Wednesday, May 07, 2008

Eye tax...

I went for my biennial eye test today. My prescription has not changed much, but I do a lot of VDU work and read for a living, so I think I ought to update my glasses. Also, wearing the same bit of plastic on your face for more than two years is a bit of a grind. Certainly, they do undergo wear and tear.

But here's the problem. I am pretty myopic (SPH -3.50, -4.25) and also have a significant astigmatism (CYL -3.50, -2.25). If I don't want to wear big bottle-bottoms on my eyes that all means I have to pay more for high index lenses. Add to that a significant degree of vanity that means that I don't want to go for the cheapest frames around and it adds up to a potential bill of nearly £700. (That's what the bloke in David Clulow quoted to me, in any case, but then again he is trying to sell the most expensive stuff he can.) I could reduce that, I suppose, by shopping around, by disregarding my vanity as much as possible, and the like but it would still on even the most economical estimate top at least £300. That sounds a lot to me, certainly as a minimum figure for me to have to spend every two years simply in order to be able to see sufficiently well to do my job.
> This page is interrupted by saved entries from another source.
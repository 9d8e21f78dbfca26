//! Configuration system for the xi-tweaks plugin.
//!
//! This crate provides settings loading, saving, and default values for the
//! tweaks plugin. Settings persist as a single `[tweaks]` table in a TOML
//! file under the platform config directory; the column-marker list is
//! stored as two parallel integer arrays that are reconciled on load.

pub mod config;
pub mod defaults;
mod error;

// Re-export main types for convenience
pub use config::{ColumnMarker, Config};
pub use error::ConfigError;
I'm not eligible, of course, for a free eye test (which cost me £20) -- for the criteria for qualification, see here -- nor am I sufficiently poorly sighted or on a sufficiently low income to qualify for other financial help -- for details see here.

In my more grumpy moments, this seems to me to constitute a tax on the (mildly) disabled. Don't get me wrong: I can pay for these glasses (but as a result, of course, will not be able to pay for something else) and I think it is right that assistance should be given to those who are severely affected by poor sight or do not have a high enough income to be able to pay even the lowest cost of corrective lenses. All the same, there is something that annoys me about the fact that through no fault of my own my sight is such that I cannot drive, read etc. without glasses. And it costs me.

Grrr.


1 comment:

stc said...

Try Boots -- they do high-index thin lenses more cheaply: my last pair were approx. 290 (after a 20 percent discount because I'm on their lens scheme -- I mostly wear lenses though so the glasses last longer.) My prescription only has a slight astigmatism, but in myopia terms I'm something like -6, -7.5, which means getting Boots to send off for the latest Japanese technology if I don't want to look like I'm back in the 1980s. (And of course until about 1995 they couldn't make lenses thin enough for my prescription in order to go in most frames -- I'm still emotionally scarred by childhood spectacles......)

Boots also do a disposable toric lens for astigmatism now, which is what I call proper technological progress.